Tuesday, 11.8.2020, 11:30
Zoom Lecture: https://technion.zoom.us/j/99647504267
Optical character recognition (OCR) systems performance have improved significantly in the deep learning era. This is especially true for handwritten text recognition (HTR ), where each author has a unique style, unlike printed text, where the variation is smaller by design. That said, deep learning based HTR is limited, as in every other task, by the number of training examples. Gathering data is a challenging and costly task, and even more so, the labeling task that follows, of which we focus here. One possible approach to reduce the burden of data annotation is semi-supervised learning. Semi supervised methods use, in addition to labeled data, some unlabeled samples to improve performance, compared to fully supervised ones. Consequently, such methods may adapt to unseen images during test time.

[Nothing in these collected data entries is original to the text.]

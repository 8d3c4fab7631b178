use base64::{Engine as _, engine::general_purpose::URL_SAFE_NO_PAD};
use http::header::{HeaderMap, SET_COOKIE};
use ring::rand::SecureRandom;
use std::time::Duration;
use thiserror::Error;

#[derive(Debug, Error, Clone)]
pub enum UtilError {
    #[error("Crypto error: {0}")]
    Crypto(String),

    #[error("Cookie error: {0}")]
    Cookie(String),

    #[error("Http client error: {0}")]
    HttpClient(String),
}

pub(crate) fn gen_random_string(len: usize) -> Result<String, UtilError> {
    let rng = ring::rand::SystemRandom::new();
    let mut bytes = vec![0u8; len];
    rng.fill(&mut bytes)
        .map_err(|_| UtilError::Crypto("Failed to generate random string".to_string()))?;
    Ok(URL_SAFE_NO_PAD.encode(bytes))
}

pub(crate) fn header_set_cookie(
    headers: &mut HeaderMap,
    name: &str,
    value: &str,
    max_age: i64,
    secure: bool,
) -> Result<(), UtilError> {
    let secure_attr = if secure { " Secure;" } else { "" };
    let cookie = format!(
        "{name}={value}; SameSite=Lax;{secure_attr} HttpOnly; Path=/; Max-Age={max_age}"
    );
    headers.append(
        SET_COOKIE,
        cookie
            .parse()
            .map_err(|_| UtilError::Cookie("Failed to parse cookie".to_string()))?,
    );
    Ok(())
}

/// Creates the HTTP client used for calls to the accounts service and the Web API.
///
/// - `timeout`: 30 seconds so a hanging upstream call cannot hold a request forever.
/// - `pool_idle_timeout`: 90 seconds, the reqwest default.
/// - `pool_max_idle_per_host`: 32 idle connections per host.
pub(crate) fn get_client() -> Result<reqwest::Client, UtilError> {
    reqwest::Client::builder()
        .timeout(Duration::from_secs(30))
        .pool_idle_timeout(Duration::from_secs(90))
        .pool_max_idle_per_host(32)
        .build()
        .map_err(|e| UtilError::HttpClient(e.to_string()))
}
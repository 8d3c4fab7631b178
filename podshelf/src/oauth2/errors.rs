use crate::utils::UtilError;
use thiserror::Error;

#[derive(Debug, Error, Clone)]
pub enum OAuth2Error {
    #[error("Config error: {0}")]
    Config(String),

    #[error("Invalid url: {0}")]
    InvalidUrl(String),

    #[error("Token exchange error: {0}")]
    TokenExchange(String),

    #[error("Token refresh error: {0}")]
    TokenRefresh(String),

    /// Error from utils operations
    #[error("Utils error: {0}")]
    Utils(#[from] UtilError),
}
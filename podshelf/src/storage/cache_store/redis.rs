use async_trait::async_trait;
use redis::AsyncCommands;
use redis::aio::MultiplexedConnection;

use crate::storage::errors::StorageError;
use crate::storage::types::CacheData;

use super::types::{CacheStore, RedisCacheStore};

/// Shared with the in-memory store's key layout.
const KEY_NAMESPACE: &str = "cache";

impl RedisCacheStore {
    fn make_key(prefix: &str, key: &str) -> String {
        format!("{KEY_NAMESPACE}:{prefix}:{key}")
    }

    async fn conn(&self) -> Result<MultiplexedConnection, StorageError> {
        Ok(self.client.get_multiplexed_async_connection().await?)
    }
}

#[async_trait]
impl CacheStore for RedisCacheStore {
    async fn init(&self) -> Result<(), StorageError> {
        let mut conn = self.conn().await?;
        let _: String = redis::cmd("PING").query_async(&mut conn).await?;
        Ok(())
    }

    async fn put_with_ttl(
        &mut self,
        prefix: &str,
        key: &str,
        value: CacheData,
        ttl: usize,
    ) -> Result<(), StorageError> {
        let key = Self::make_key(prefix, key);
        let mut conn = self.conn().await?;

        // SETEX rejects a zero expiry; a record that is already expired is simply absent
        if ttl == 0 {
            let _: () = conn.del(&key).await?;
            return Ok(());
        }

        let payload = serde_json::to_string(&value)?;
        let _: () = conn.set_ex(&key, payload, ttl as u64).await?;
        Ok(())
    }

    async fn get(&self, prefix: &str, key: &str) -> Result<Option<CacheData>, StorageError> {
        let mut conn = self.conn().await?;
        let payload: Option<String> = conn.get(Self::make_key(prefix, key)).await?;
        Ok(payload
            .map(|payload| serde_json::from_str(&payload))
            .transpose()?)
    }

    async fn remove(&mut self, prefix: &str, key: &str) -> Result<(), StorageError> {
        let mut conn = self.conn().await?;
        let _: () = conn.del(Self::make_key(prefix, key)).await?;
        Ok(())
    }
}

We present ScrabbleGAN, a semi-supervised approach to synthesize handwritten text images that are versatile both in style and lexicon. ScrabbleGAN relies on a novel generative model which can generate images of words with an arbitrary length. We show how to operate our approach in a semi-supervised manner, enjoying the aforementioned benefits such as performance boost over state of the art supervised HTR. Furthermore, our generator can manipulate the resulting text style. This allows us to change, for instance, whether the text is cursive, or how thin is the pen stroke.
Sharon is an applied computer vision scientist at Amazon Web Services, working on the AWS Rekognition API. She holds an MSc degree in Electrical Engineering from Tel-Aviv University and a BSc in Physics from the Hebrew University. Prior to her MSc, Sharon served for 6 years in the Air force as an Electronic Warfare researcher and team leader, after graduating from the Talpiot Program.